Two Sisters from Boston

Two Sisters from Boston is a 1946 musical comedy film directed by Henry Koster and starring Kathryn Grayson, June Allyson, Lauritz Melchior, Jimmy Durante and Peter Lawford. The film features songs by Sammy Fain and Ralph Freed.

Two Sisters from Boston
movie poster
Directed byHenry Koster
Produced byJoe Pasternak
Written byMyles Connolly
StarringKathryn Grayson
June Allyson
Lauritz Melchior
Jimmy Durante
Peter Lawford
CinematographyRobert Surtees
Edited byDouglass Biggs
Distributed byLoew's Inc.[1]
Release date
  • April 1946 (1946-04)
Running time
112 minutes
CountryUnited States
Box office$4,461,000[2]


Abigail, a young lady from Boston, leaves home to go to New York City for singing lessons in pursuit of her grand ambition to sing for the Metropolitan Opera. Unable to make ends meet, she takes a job singing in a Bowery beer hall without telling anyone from her family back home.

When her sister Martha comes to town looking for her, Abigail keeps up the ruse. She even sneaks into a performance at the Met, persuading her family that she really is a singer there, despite causing a mishap that interferes with Olaf Olstrom, the company's top tenor.

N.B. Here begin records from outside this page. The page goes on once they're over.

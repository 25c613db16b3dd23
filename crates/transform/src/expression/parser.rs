//! Recursive-descent parser
//!
//! Grammar, lowest precedence first:
//!
//! ```text
//! expr    := term (('+' | '-') term)*
//! term    := unary (('*' | '/' | '%') unary)*
//! unary   := ('-' | '+') unary | power
//! power   := primary ('**' unary)?
//! primary := NUMBER | METER | IDENT '(' expr (',' expr)* ')' | '(' expr ')'
//! ```

use super::EvaluationError;
use super::lexer::{Spanned, Token};

#[derive(Debug, Clone, Copy, PartialEq, Eq)]
pub(crate) enum BinaryOp {
    Add,
    Sub,
    Mul,
    Div,
    Rem,
    Pow,
}

#[derive(Debug, Clone, Copy, PartialEq, Eq)]
pub(crate) enum Function {
    Min,
    Max,
    Abs,
    Sum,
    Avg,
}

impl Function {
    fn parse(name: &str) -> Option<Self> {
        match name {
            "min" => Some(Self::Min),
            "max" => Some(Self::Max),
            "abs" => Some(Self::Abs),
            "sum" => Some(Self::Sum),
            "avg" => Some(Self::Avg),
            _ => None,
        }
    }

    pub(crate) const fn as_str(&self) -> &'static str {
        match self {
            Self::Min => "min",
            Self::Max => "max",
            Self::Abs => "abs",
            Self::Sum => "sum",
            Self::Avg => "avg",
        }
    }

    fn check_arity(&self, got: usize) -> Result<(), EvaluationError> {
        let ok = match self {
            Self::Abs => got == 1,
            _ => got >= 1,
        };
        if ok {
            return Ok(());
        }
        Err(EvaluationError::Arity {
            function: self.as_str(),
            expected: if matches!(self, Self::Abs) { "1" } else { "at least 1" },
            got,
        })
    }
}

/// Expression tree; meter references index into the reference list
#[derive(Debug, Clone, PartialEq)]
pub(crate) enum Node {
    Number(f64),
    Meter(usize),
    Neg(Box<Node>),
    Binary {
        op: BinaryOp,
        lhs: Box<Node>,
        rhs: Box<Node>,
    },
    Call {
        function: Function,
        args: Vec<Node>,
    },
}

pub(crate) struct Parser<'a> {
    tokens: &'a [Spanned],
    pos: usize,
    end: usize,
    references: Vec<String>,
}

impl<'a> Parser<'a> {
    pub(crate) fn new(tokens: &'a [Spanned], source_len: usize) -> Self {
        Self {
            tokens,
            pos: 0,
            end: source_len,
            references: Vec::new(),
        }
    }

    /// Parse the whole token stream
    pub(crate) fn parse(mut self) -> Result<(Node, Vec<String>), EvaluationError> {
        let root = self.expr()?;
        if let Some(extra) = self.peek() {
            return Err(EvaluationError::parse(
                extra.position,
                format!("unexpected token {:?}", extra.token),
            ));
        }
        Ok((root, self.references))
    }

    fn peek(&self) -> Option<&'a Spanned> {
        self.tokens.get(self.pos)
    }

    fn next(&mut self) -> Option<&'a Spanned> {
        let token = self.tokens.get(self.pos);
        if token.is_some() {
            self.pos += 1;
        }
        token
    }

    fn position(&self) -> usize {
        self.peek().map_or(self.end, |t| t.position)
    }

    fn eat(&mut self, expected: &Token) -> bool {
        if self.peek().is_some_and(|t| &t.token == expected) {
            self.pos += 1;
            true
        } else {
            false
        }
    }

    fn expect(&mut self, expected: &Token, what: &str) -> Result<(), EvaluationError> {
        if self.eat(expected) {
            Ok(())
        } else {
            Err(EvaluationError::parse(self.position(), format!("expected {what}")))
        }
    }

    fn expr(&mut self) -> Result<Node, EvaluationError> {
        let mut lhs = self.term()?;
        loop {
            let op = match self.peek().map(|t| &t.token) {
                Some(Token::Plus) => BinaryOp::Add,
                Some(Token::Minus) => BinaryOp::Sub,
                _ => return Ok(lhs),
            };
            self.pos += 1;
            let rhs = self.term()?;
            lhs = binary(op, lhs, rhs);
        }
    }

    fn term(&mut self) -> Result<Node, EvaluationError> {
        let mut lhs = self.unary()?;
        loop {
            let op = match self.peek().map(|t| &t.token) {
                Some(Token::Star) => BinaryOp::Mul,
                Some(Token::Slash) => BinaryOp::Div,
                Some(Token::Percent) => BinaryOp::Rem,
                _ => return Ok(lhs),
            };
            self.pos += 1;
            let rhs = self.unary()?;
            lhs = binary(op, lhs, rhs);
        }
    }

    fn unary(&mut self) -> Result<Node, EvaluationError> {
        if self.eat(&Token::Minus) {
            return Ok(Node::Neg(Box::new(self.unary()?)));
        }
        if self.eat(&Token::Plus) {
            return self.unary();
        }
        self.power()
    }

    fn power(&mut self) -> Result<Node, EvaluationError> {
        let base = self.primary()?;
        if self.eat(&Token::Power) {
            let exponent = self.unary()?;
            return Ok(binary(BinaryOp::Pow, base, exponent));
        }
        Ok(base)
    }

    fn primary(&mut self) -> Result<Node, EvaluationError> {
        let position = self.position();
        let Some(spanned) = self.next() else {
            return Err(EvaluationError::parse(position, "unexpected end of expression"));
        };

        match &spanned.token {
            Token::Number(n) => Ok(Node::Number(*n)),
            Token::Meter(name) => Ok(Node::Meter(self.reference(name))),
            Token::LParen => {
                let inner = self.expr()?;
                self.expect(&Token::RParen, "')'")?;
                Ok(inner)
            }
            Token::Ident(name) => {
                let function = Function::parse(name)
                    .ok_or_else(|| EvaluationError::UnknownFunction(name.clone()))?;
                self.expect(&Token::LParen, "'(' after function name")?;
                let mut args = vec![self.expr()?];
                while self.eat(&Token::Comma) {
                    args.push(self.expr()?);
                }
                self.expect(&Token::RParen, "')'")?;
                function.check_arity(args.len())?;
                Ok(Node::Call { function, args })
            }
            other => Err(EvaluationError::parse(
                spanned.position,
                format!("unexpected token {other:?}"),
            )),
        }
    }

    /// Index of a meter in the reference list, adding it on first use
    fn reference(&mut self, name: &str) -> usize {
        if let Some(idx) = self.references.iter().position(|r| r == name) {
            return idx;
        }
        self.references.push(name.to_string());
        self.references.len() - 1
    }
}

fn binary(op: BinaryOp, lhs: Node, rhs: Node) -> Node {
    Node::Binary {
        op,
        lhs: Box::new(lhs),
        rhs: Box::new(rhs),
    }
}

Martha eventually figures things out. She decides what Abigail needs is a respectable husband and sets out to introduce her to Lawrence, a wealthy young patron of the arts. To her surprise, Lawrence falls for Martha instead, which is fine by Abigail, who simply wants to sing.



Music by Sammy Fain, lyrics by Ralph Freed.

  • "There's Two Sides to Ev'ry Girl"
  • "Nellie Martin"
  • "The Firechief's Daughter"
  • "G'Wan Home Your Mudder's Callin'"
  • "Down By the Ocean"
  • "After the Show"


According to MGM records, the film was a hit, making $3,334,000 in the US and Canada and $1,127,000 elsewhere, leading to a profit of $605,000.[2][3]


The English post-punk band The Chameleons used a sample from the film as the introduction to the song "Don't Fall," the first song on their 1983 debut album Script of the Bridge. The scene features Lawford's character, Lawrence Tyburt Patterson, Jr., asking his mother, played by Nella Walker, about the age of his father. After she tells him that his father is younger than he looks and still 'spry,' Patterson, Jr. says "In his autumn, before the winter, comes man's last mad surge of youth." His mother quickly replies, "What on earth are you talking about?"[4] These two lines consist of the sample as used by the Chameleons.[5] Patterson, Jr. goes on to say that he is quoting the ancient Greek dramatist Sophocles, but the quote itself appears to be either apocryphal, misattributed by the screenwriters or else created by them originally. The Chameleons also used the same sample on an otherwise instrumental recording from the same period, "Prisoners of the Sun."[6]